As the chairperson of the Tagore Centenary Committee, Nehru had taken a personal interest in the planning the programme that would mark the centenary year. In its first meeting held on 10th March 1958 in New Delhi, a committee comprising Sarvepalli Radhakrishnan, Nirmal Kumar Siddhanta, Niharranjan Ray, Humayun Kabir, Kshitish Roy and Amal Home was set up to prepare an outline of the nature and contents of the centenary volume as well as a list of contributors. (Mukherjee 254-57). Published by the Sahitya Akademi under the editorship of Sarvepalli Radhakrishnan, the collection of essays, titled Rabindranath Tagore: A Centenary Volume 1861-1961, had an astounding range from memoirs, critical appreciations to offerings. The contributors included Rabindranath's closest kin (his son Rathindranath, his niece Indira Devi), his dear and intimate friends (Leonard K Elmhirst and Victoria Ocampo), and scholars, intellectuals, statesmen, artists, many of whom had known Rabindranath Tagore personally.

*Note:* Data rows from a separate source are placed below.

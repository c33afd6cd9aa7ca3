//! AgentBuilder for fluent agent construction
//!
//! The builder collects configuration and defers provider creation to
//! `.build().await`.

use std::future::Future;
use std::pin::Pin;
use std::sync::Arc;

use crate::conversation::{BoxedContextPolicy, ContextPolicy, SlidingWindow};
use crate::error::{Error, Result};
use crate::events::AgentHook;
use crate::model::Model;
use crate::provider::{ModelProvider, OpenAiCompatProvider};
use crate::store::Namespace;
use crate::tool::{box_tool, DynTool, Tool};

use super::prompt::Prompt;
use super::types::DEFAULT_MAX_CONCURRENT_TOOLS;
use super::Agent;

/// Factory function that creates a provider asynchronously
type ProviderFactory =
    Box<dyn FnOnce() -> Pin<Box<dyn Future<Output = Result<Arc<dyn ModelProvider>>> + Send>> + Send>;

const DEFAULT_AGENT_NAME: &str = "agent";

/// Builder for creating an Agent with fluent configuration
///
/// ```ignore
/// let agent = Agent::builder()
///     .name("email_assistant")
///     .model_from_env(Gpt4oMini)
///     .with_stored_prompt(namespace(["instructions"]), "email_agent")
///     .add_tool(DraftEmail)
///     .build()
///     .await?;
/// ```
pub struct AgentBuilder {
    name: Option<String>,
    provider_factory: Option<ProviderFactory>,
    tools: Vec<Box<dyn DynTool>>,
    prompt: Prompt,
    max_concurrent_tools: usize,
    context_policy: Option<BoxedContextPolicy>,
    hooks: Vec<Arc<dyn AgentHook>>,
}

impl Default for AgentBuilder {
    fn default() -> Self {
        Self::new()
    }
}

impl AgentBuilder {
    pub fn new() -> Self {
        Self {
            name: None,
            provider_factory: None,
            tools: Vec::new(),
            prompt: Prompt::None,
            max_concurrent_tools: DEFAULT_MAX_CONCURRENT_TOOLS,
            context_policy: None,
            hooks: Vec::new(),
        }
    }

    /// Routing name; must be unique among a supervisor's workers
    pub fn name(mut self, name: impl Into<String>) -> Self {
        self.name = Some(name.into());
        self
    }

    /// Use an OpenAI-compatible provider for `model`, reading the vendor's
    /// API key and base URL from the environment at build time
    ///
    /// A missing key does not fail the build; the first model call does.
    pub fn model_from_env(mut self, model: impl Model + 'static) -> Self {
        self.provider_factory = Some(Box::new(move || {
            Box::pin(async move {
                let provider = OpenAiCompatProvider::from_env(model)?;
                Ok(Arc::new(provider) as Arc<dyn ModelProvider>)
            })
        }));
        self
    }

    /// Use a pre-configured provider
    ///
    /// Use this for custom provider configuration (temperature, retry
    /// settings, base URL) or a custom provider implementation.
    pub fn provider(self, provider: impl ModelProvider + 'static) -> Self {
        let provider = Arc::new(provider) as Arc<dyn ModelProvider>;
        self.shared_provider(provider)
    }

    /// Use a provider shared with other agents
    pub fn shared_provider(mut self, provider: Arc<dyn ModelProvider>) -> Self {
        self.provider_factory = Some(Box::new(move || Box::pin(async move { Ok(provider) })));
        self
    }

    /// Add a tool to the agent
    pub fn add_tool(mut self, tool: impl Tool + 'static) -> Self {
        self.tools.push(box_tool(tool));
        self
    }

    /// Add multiple tools to the agent
    ///
    /// Accepts pre-boxed dynamic tools, typically from `box_tools!` or tool
    /// group helper functions.
    pub fn add_tools(mut self, tools: impl IntoIterator<Item = Box<dyn DynTool>>) -> Self {
        self.tools.extend(tools);
        self
    }

    /// Set a fixed system prompt
    pub fn with_system_prompt(mut self, prompt: impl Into<String>) -> Self {
        self.prompt = Prompt::Static(prompt.into());
        self
    }

    /// Read the system prompt from instruction record `key` on every invocation
    pub fn with_stored_prompt(mut self, namespace: Namespace, key: impl Into<String>) -> Self {
        self.prompt = Prompt::stored(namespace, key);
        self
    }

    pub fn with_prompt(mut self, prompt: Prompt) -> Self {
        self.prompt = prompt;
        self
    }

    /// Set the maximum number of tools that can execute concurrently
    pub fn with_max_concurrent_tools(mut self, max: usize) -> Self {
        self.max_concurrent_tools = max.max(1);
        self
    }

    /// Choose which part of the conversation is sent on each model call
    ///
    /// Default: [`SlidingWindow`]
    pub fn with_context_policy(mut self, policy: impl ContextPolicy + 'static) -> Self {
        self.context_policy = Some(Box::new(policy));
        self
    }

    pub fn with_hook(mut self, hook: impl AgentHook + 'static) -> Self {
        self.hooks.push(Arc::new(hook));
        self
    }

    /// Build the agent
    ///
    /// # Errors
    ///
    /// Returns [`Error::Config`] if no provider was configured, or the
    /// provider factory's error.
    pub async fn build(self) -> Result<Agent> {
        let factory = self.provider_factory.ok_or_else(|| {
            Error::Config(
                "No provider configured. Call .model_from_env() or .provider() before .build()"
                    .to_string(),
            )
        })?;
        let provider = factory().await?;

        let name = self.name.unwrap_or_else(|| DEFAULT_AGENT_NAME.to_string());

        let mut seen = std::collections::HashSet::new();
        for tool in &self.tools {
            if !seen.insert(tool.name().to_string()) {
                log::warn!(
                    "agent '{}': tool '{}' is registered more than once",
                    name,
                    tool.name()
                );
            }
        }

        Ok(Agent {
            name,
            provider,
            prompt: self.prompt,
            max_concurrent_tools: self.max_concurrent_tools,
            tools: self.tools,
            hooks: Arc::new(parking_lot::RwLock::new(self.hooks)),
            context_policy: self
                .context_policy
                .unwrap_or_else(|| Box::new(SlidingWindow::new())),
        })
    }
}

impl Agent {
    /// Create a new AgentBuilder
    pub fn builder() -> AgentBuilder {
        AgentBuilder::new()
    }
}
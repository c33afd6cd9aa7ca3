//! SQLite-backed conversation checkpoints

use std::path::PathBuf;
use std::sync::Arc;

use async_trait::async_trait;
use chrono::{DateTime, Utc};
use parking_lot::Mutex;
use rusqlite::{params, Connection, OptionalExtension};
use teller_core::{Checkpoint, CheckpointError, Checkpointer};

/// SQLite-based checkpoint storage
///
/// One row per thread holding the full message history as JSON, so
/// conversations survive restarts of the shell.
///
/// # Example
/// ```no_run
/// use std::sync::Arc;
/// use teller_cli::SqliteCheckpointer;
///
/// # fn example() -> Result<(), teller_core::CheckpointError> {
/// let checkpointer = Arc::new(SqliteCheckpointer::new(".teller/threads.db")?);
/// # Ok(())
/// # }
/// ```
#[derive(Clone)]
pub struct SqliteCheckpointer {
    conn: Arc<Mutex<Connection>>,
}

impl SqliteCheckpointer {
    /// Open or create the database at `path`
    ///
    /// Creates the parent directory and the schema if they don't exist.
    pub fn new(path: impl Into<PathBuf>) -> Result<Self, CheckpointError> {
        let path = path.into();

        if let Some(parent) = path.parent().filter(|p| !p.as_os_str().is_empty()) {
            std::fs::create_dir_all(parent).map_err(|e| {
                CheckpointError::Storage(format!("Failed to create directory: {}", e))
            })?;
        }

        let conn = Connection::open(&path)
            .map_err(|e| CheckpointError::Storage(format!("Failed to open database: {}", e)))?;
        Self::with_connection(conn)
    }

    /// Private in-memory database
    pub fn in_memory() -> Result<Self, CheckpointError> {
        let conn = Connection::open_in_memory()
            .map_err(|e| CheckpointError::Storage(format!("Failed to open database: {}", e)))?;
        Self::with_connection(conn)
    }

    fn with_connection(conn: Connection) -> Result<Self, CheckpointError> {
        conn.execute_batch(include_str!("schema.sql"))
            .map_err(|e| CheckpointError::Storage(format!("Failed to initialize schema: {}", e)))?;
        Ok(Self {
            conn: Arc::new(Mutex::new(conn)),
        })
    }

    async fn blocking<T, F>(&self, f: F) -> Result<T, CheckpointError>
    where
        T: Send + 'static,
        F: FnOnce(&mut Connection) -> Result<T, CheckpointError> + Send + 'static,
    {
        let conn = Arc::clone(&self.conn);
        tokio::task::spawn_blocking(move || f(&mut conn.lock()))
            .await
            .map_err(|e| CheckpointError::Storage(format!("Task join error: {}", e)))?
    }
}

fn storage(e: rusqlite::Error) -> CheckpointError {
    CheckpointError::Storage(e.to_string())
}

fn timestamp(millis: i64) -> DateTime<Utc> {
    DateTime::from_timestamp_millis(millis).unwrap_or_else(Utc::now)
}

#[async_trait]
impl Checkpointer for SqliteCheckpointer {
    async fn load(&self, thread_id: &str) -> Result<Option<Checkpoint>, CheckpointError> {
        if thread_id.is_empty() {
            return Err(CheckpointError::ThreadIdRequired);
        }
        let thread_id = thread_id.to_string();

        self.blocking(move |conn| {
            let row = conn
                .query_row(
                    "SELECT step, messages, created_at, updated_at
                     FROM checkpoints WHERE thread_id = ?",
                    params![thread_id],
                    |row| {
                        Ok((
                            row.get::<_, i64>(0)?,
                            row.get::<_, String>(1)?,
                            row.get::<_, i64>(2)?,
                            row.get::<_, i64>(3)?,
                        ))
                    },
                )
                .optional()
                .map_err(storage)?;

            let Some((step, messages, created_at, updated_at)) = row else {
                return Ok(None);
            };

            Ok(Some(Checkpoint {
                thread_id,
                messages: serde_json::from_str(&messages)?,
                step: step as u64,
                created_at: timestamp(created_at),
                updated_at: timestamp(updated_at),
            }))
        })
        .await
    }

    async fn save(&self, checkpoint: &Checkpoint) -> Result<(), CheckpointError> {
        if checkpoint.thread_id.is_empty() {
            return Err(CheckpointError::ThreadIdRequired);
        }
        let messages = serde_json::to_string(&checkpoint.messages)?;
        let checkpoint = checkpoint.clone();

        self.blocking(move |conn| {
            conn.execute(
                "INSERT INTO checkpoints (thread_id, step, messages, created_at, updated_at)
                 VALUES (?1, ?2, ?3, ?4, ?5)
                 ON CONFLICT(thread_id) DO UPDATE SET
                     step = excluded.step,
                     messages = excluded.messages,
                     updated_at = excluded.updated_at",
                params![
                    checkpoint.thread_id,
                    checkpoint.step as i64,
                    messages,
                    checkpoint.created_at.timestamp_millis(),
                    checkpoint.updated_at.timestamp_millis(),
                ],
            )
            .map_err(storage)?;
            Ok(())
        })
        .await
    }

    async fn list_threads(&self) -> Result<Vec<String>, CheckpointError> {
        self.blocking(|conn| {
            let mut stmt = conn
                .prepare("SELECT thread_id FROM checkpoints ORDER BY updated_at DESC, thread_id")
                .map_err(storage)?;
            let ids = stmt
                .query_map([], |row| row.get::<_, String>(0))
                .map_err(storage)?
                .collect::<Result<Vec<_>, _>>()
                .map_err(storage)?;
            Ok(ids)
        })
        .await
    }

    async fn delete(&self, thread_id: &str) -> Result<bool, CheckpointError> {
        let thread_id = thread_id.to_string();
        self.blocking(move |conn| {
            let rows = conn
                .execute(
                    "DELETE FROM checkpoints WHERE thread_id = ?",
                    params![thread_id],
                )
                .map_err(storage)?;
            Ok(rows > 0)
        })
        .await
    }
}

impl std::fmt::Debug for SqliteCheckpointer {
    fn fmt(&self, f: &mut std::fmt::Formatter<'_>) -> std::fmt::Result {
        f.debug_struct("SqliteCheckpointer").finish_non_exhaustive()
    }
}
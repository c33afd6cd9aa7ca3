//! Three single-tool experts behind a supervisor, sharing memory
//!
//! The experts' tools return fixed values. The script asks a question that
//! needs all three, then checks that the supervisor remembers the user's
//! name within the same thread.

use std::sync::Arc;

use teller_core::{Agent, App, Checkpointer, ModelProvider, Store, Supervisor, Workflow};
use teller_tools::memory::{memory_tools, MemoryNamespace};

use crate::assistant::MEMORY_NAMESPACE;
use crate::prelude::*;

pub const THREAD_ID: &str = "1";

pub const SUPERVISOR_PROMPT: &str = concat!(
    "You are a bank supervisor managing an interest rate expert, a balance expert, and a pending transaction expert. ",
    "For interest rate, use interest_rate_agent. ",
    "For customer balance, use balance_agent. ",
    "For pending transaction amount, use pending_tx_agent.",
);

/// Asked in order on [`THREAD_ID`]
pub const QUERIES: [&str; 3] = [
    "What is the current interest rate, customer account balance and pending transaction amount?",
    "my name is boo",
    "What is my name?",
];

/// The fixed tools take no arguments
#[derive(Debug, Default, Deserialize, JsonSchema)]
pub struct NoInput {}

/// Get the current interest rate
pub struct InterestRateTool;

impl Tool for InterestRateTool {
    type Input = NoInput;

    fn name(&self) -> &str {
        "get_interest_rate"
    }

    fn description(&self) -> &str {
        "Get the current interest rate."
    }

    async fn execute(&self, _input: NoInput, _ctx: ToolContext) -> Result<ToolResult, ToolError> {
        println!("Getting interest rate...");
        Ok(ToolResult::json(0.025)?)
    }
}

/// Get the customer's balance
pub struct CustomerBalanceTool;

impl Tool for CustomerBalanceTool {
    type Input = NoInput;

    fn name(&self) -> &str {
        "get_customer_balance"
    }

    fn description(&self) -> &str {
        "Get the customer's balance."
    }

    async fn execute(&self, _input: NoInput, _ctx: ToolContext) -> Result<ToolResult, ToolError> {
        println!("Getting customer balance...");
        Ok(ToolResult::json(1000.0)?)
    }
}

/// Get the pending transaction amount
pub struct PendingTxTool;

impl Tool for PendingTxTool {
    type Input = NoInput;

    fn name(&self) -> &str {
        "get_pending_tx"
    }

    fn description(&self) -> &str {
        "Get the pending transaction amount."
    }

    async fn execute(&self, _input: NoInput, _ctx: ToolContext) -> Result<ToolResult, ToolError> {
        println!("Getting pending transaction amount...");
        Ok(ToolResult::json(500.0)?)
    }
}

async fn expert(
    name: &str,
    prompt: &str,
    provider: Arc<dyn ModelProvider>,
    tool: impl Tool + 'static,
) -> teller_core::Result<Agent> {
    Agent::builder()
        .name(name)
        .shared_provider(provider)
        .add_tool(tool)
        .add_tools(memory_tools(MemoryNamespace::new([MEMORY_NAMESPACE])))
        .with_system_prompt(prompt)
        .build()
        .await
}

/// Build the experts and supervisor on one model and compile them
pub async fn compile(
    provider: Arc<dyn ModelProvider>,
    store: Arc<dyn Store>,
    checkpointer: Arc<dyn Checkpointer>,
) -> teller_core::Result<App> {
    let experts = [
        expert(
            "interest_rate_expert",
            "You are an interest rate expert. Provide the current interest rate.",
            provider.clone(),
            InterestRateTool,
        )
        .await?,
        expert(
            "balance_expert",
            "You are a balance expert. Provide the customer's balance.",
            provider.clone(),
            CustomerBalanceTool,
        )
        .await?,
        expert(
            "pending_tx_expert",
            "You are a pending transaction expert. Provide the pending transaction amount.",
            provider.clone(),
            PendingTxTool,
        )
        .await?,
    ];

    let supervisor = Supervisor::builder()
        .add_workers(experts)
        .shared_provider(provider)
        .with_system_prompt(SUPERVISOR_PROMPT)
        .build()
        .await?;
    Ok(supervisor.compile(Some(store), Some(checkpointer)))
}

/// Ask [`QUERIES`] in order and return the answers
pub async fn run(app: &App) -> teller_core::Result<Vec<String>> {
    let mut answers = Vec::with_capacity(QUERIES.len());
    for query in QUERIES {
        answers.push(app.chat(query, THREAD_ID).await?);
    }
    Ok(answers)
}
//! Provider-agnostic types for conversations and tools
//!
//! Agents, supervisors, checkpoints and providers all speak in these types.
//! Providers convert them to their wire format at the edge.

use serde::{Deserialize, Serialize};
use serde_json::Value;

/// Role of a message in the conversation
#[derive(Debug, Clone, Copy, PartialEq, Eq, Serialize, Deserialize)]
#[serde(rename_all = "lowercase")]
pub enum Role {
    User,
    Assistant,
}

impl std::fmt::Display for Role {
    fn fmt(&self, f: &mut std::fmt::Formatter<'_>) -> std::fmt::Result {
        match self {
            Role::User => write!(f, "user"),
            Role::Assistant => write!(f, "assistant"),
        }
    }
}

/// A message in the conversation
///
/// Tool results travel on `User` messages as [`ContentBlock::ToolResult`]
/// blocks. `name` records which agent authored an assistant message.
#[derive(Debug, Clone, PartialEq, Serialize, Deserialize)]
pub struct Message {
    pub role: Role,
    pub content: Vec<ContentBlock>,
    #[serde(default, skip_serializing_if = "Option::is_none")]
    pub name: Option<String>,
}

impl Message {
    /// Create a new user message with text content
    pub fn user(text: impl Into<String>) -> Self {
        Self {
            role: Role::User,
            content: vec![ContentBlock::Text(text.into())],
            name: None,
        }
    }

    /// Create a new assistant message with text content
    pub fn assistant(text: impl Into<String>) -> Self {
        Self {
            role: Role::Assistant,
            content: vec![ContentBlock::Text(text.into())],
            name: None,
        }
    }

    /// Create a new user message with tool results
    pub fn tool_results(results: Vec<ToolResultBlock>) -> Self {
        Self {
            role: Role::User,
            content: results.into_iter().map(ContentBlock::ToolResult).collect(),
            name: None,
        }
    }

    /// Create an assistant message with text and tool use blocks
    ///
    /// Empty text is omitted so that pure tool-call turns carry no text block.
    pub fn assistant_with_tool_use(text: impl Into<String>, tool_uses: Vec<ToolUseBlock>) -> Self {
        let text = text.into();
        let mut content = Vec::with_capacity(tool_uses.len() + 1);
        if !text.is_empty() {
            content.push(ContentBlock::Text(text));
        }
        content.extend(tool_uses.into_iter().map(ContentBlock::ToolUse));
        Self {
            role: Role::Assistant,
            content,
            name: None,
        }
    }

    /// Create an assistant message with arbitrary content blocks
    pub fn assistant_with_content(content: Vec<ContentBlock>) -> Self {
        Self {
            role: Role::Assistant,
            content,
            name: None,
        }
    }

    /// Attach the name of the agent that produced this message
    pub fn with_name(mut self, name: impl Into<String>) -> Self {
        self.name = Some(name.into());
        self
    }

    /// Get all text content concatenated
    ///
    /// For tool-result messages the result text is returned, so that the
    /// "last message" of a conversation always has something to show.
    pub fn text(&self) -> String {
        let texts: Vec<&str> = self
            .content
            .iter()
            .filter_map(|c| match c {
                ContentBlock::Text(t) => Some(t.as_str()),
                _ => None,
            })
            .collect();
        if !texts.is_empty() || !self.is_tool_result() {
            return texts.join("");
        }
        self.tool_results_iter()
            .map(|r| r.content.as_text())
            .collect::<Vec<_>>()
            .join("\n")
    }

    /// Get all tool use blocks
    pub fn tool_uses(&self) -> Vec<&ToolUseBlock> {
        self.content
            .iter()
            .filter_map(|c| match c {
                ContentBlock::ToolUse(t) => Some(t),
                _ => None,
            })
            .collect()
    }

    /// Iterate over tool result blocks
    pub fn tool_results_iter(&self) -> impl Iterator<Item = &ToolResultBlock> {
        self.content.iter().filter_map(|c| match c {
            ContentBlock::ToolResult(r) => Some(r),
            _ => None,
        })
    }

    /// True when this message carries tool results
    pub fn is_tool_result(&self) -> bool {
        self.content
            .iter()
            .any(|c| matches!(c, ContentBlock::ToolResult(_)))
    }
}

/// Content block within a message
#[derive(Debug, Clone, PartialEq, Serialize, Deserialize)]
#[serde(rename_all = "snake_case")]
pub enum ContentBlock {
    /// Text content
    Text(String),
    /// Tool use request from assistant
    ToolUse(ToolUseBlock),
    /// Tool result sent back to the model
    ToolResult(ToolResultBlock),
}

/// A tool use request from the model
#[derive(Debug, Clone, PartialEq, Serialize, Deserialize)]
pub struct ToolUseBlock {
    /// Unique ID for this tool use (used to match with result)
    pub id: String,
    /// Tool name
    pub name: String,
    /// Tool input parameters as JSON
    pub input: Value,
}

/// Result of a tool execution
#[derive(Debug, Clone, PartialEq, Serialize, Deserialize)]
pub struct ToolResultBlock {
    /// ID of the tool use this is a result for
    pub tool_use_id: String,
    /// Result content (text or structured)
    pub content: crate::tool::ToolResult,
    /// Whether the tool execution succeeded
    pub status: ToolResultStatus,
}

impl ToolResultBlock {
    pub fn success(tool_use_id: impl Into<String>, content: impl Into<crate::tool::ToolResult>) -> Self {
        Self {
            tool_use_id: tool_use_id.into(),
            content: content.into(),
            status: ToolResultStatus::Success,
        }
    }

    pub fn error(tool_use_id: impl Into<String>, message: impl Into<String>) -> Self {
        Self {
            tool_use_id: tool_use_id.into(),
            content: crate::tool::ToolResult::Text(message.into()),
            status: ToolResultStatus::Error,
        }
    }
}

/// Status of a tool result
#[derive(Debug, Clone, Copy, PartialEq, Eq, Serialize, Deserialize)]
#[serde(rename_all = "lowercase")]
pub enum ToolResultStatus {
    Success,
    Error,
}

/// Definition of a tool available to the model
#[derive(Debug, Clone, PartialEq, Serialize, Deserialize)]
pub struct ToolDefinition {
    /// Tool name (must match the tool's name() method)
    pub name: String,
    /// Human-readable description
    pub description: String,
    /// JSON Schema for input parameters
    pub input_schema: Value,
}

/// Why the model stopped generating
#[derive(Debug, Clone, Copy, Default, PartialEq, Eq, Serialize, Deserialize)]
#[serde(rename_all = "snake_case")]
pub enum StopReason {
    /// Natural end of response
    EndTurn,
    /// Model wants to use a tool
    ToolUse,
    /// Hit max token limit
    MaxTokens,
    /// Content was filtered
    ContentFiltered,
    /// Stop sequence encountered
    StopSequence,
    /// Unknown/other reason
    #[default]
    Unknown,
}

In his Introduction, Nehru expressed his initial hesitation to write about someone 'near and dear' to him, an individual who in his greatness and magnificence had overshadowed his life as indeed the 'life of the nation: (Nehru xiii)

The special status of the Sahitya Akademi volume with luminary contributors overshadows most other English language publications which were brought out on the occasion of the one hundredth birth anniversary of Rabindranath Tagore. Most notable among these were a collection of essays titled Rabindranath Tagore: A Homage from Visva-Bharati edited by Santosh Chandra Sengupta and the Calcutta Municipal Gazette: Birth Centenary Volume the initiative for which was taken by Amal Home. A cursory glance at the contents of these volumes indicate that their focus was on the contributions of Rabindranath Tagore to literature of all genres, music and performance and visual-arts; there were articles also on his philosophy, his ideals of education, his efforts at rural reconstruction; his mysticism and its links with the Indian tradition. The essays are a sign of the confidence of scholars, intellectuals, and statesmen in the promise that liberal arts could shape the mind of the future generations in empathy and ethics.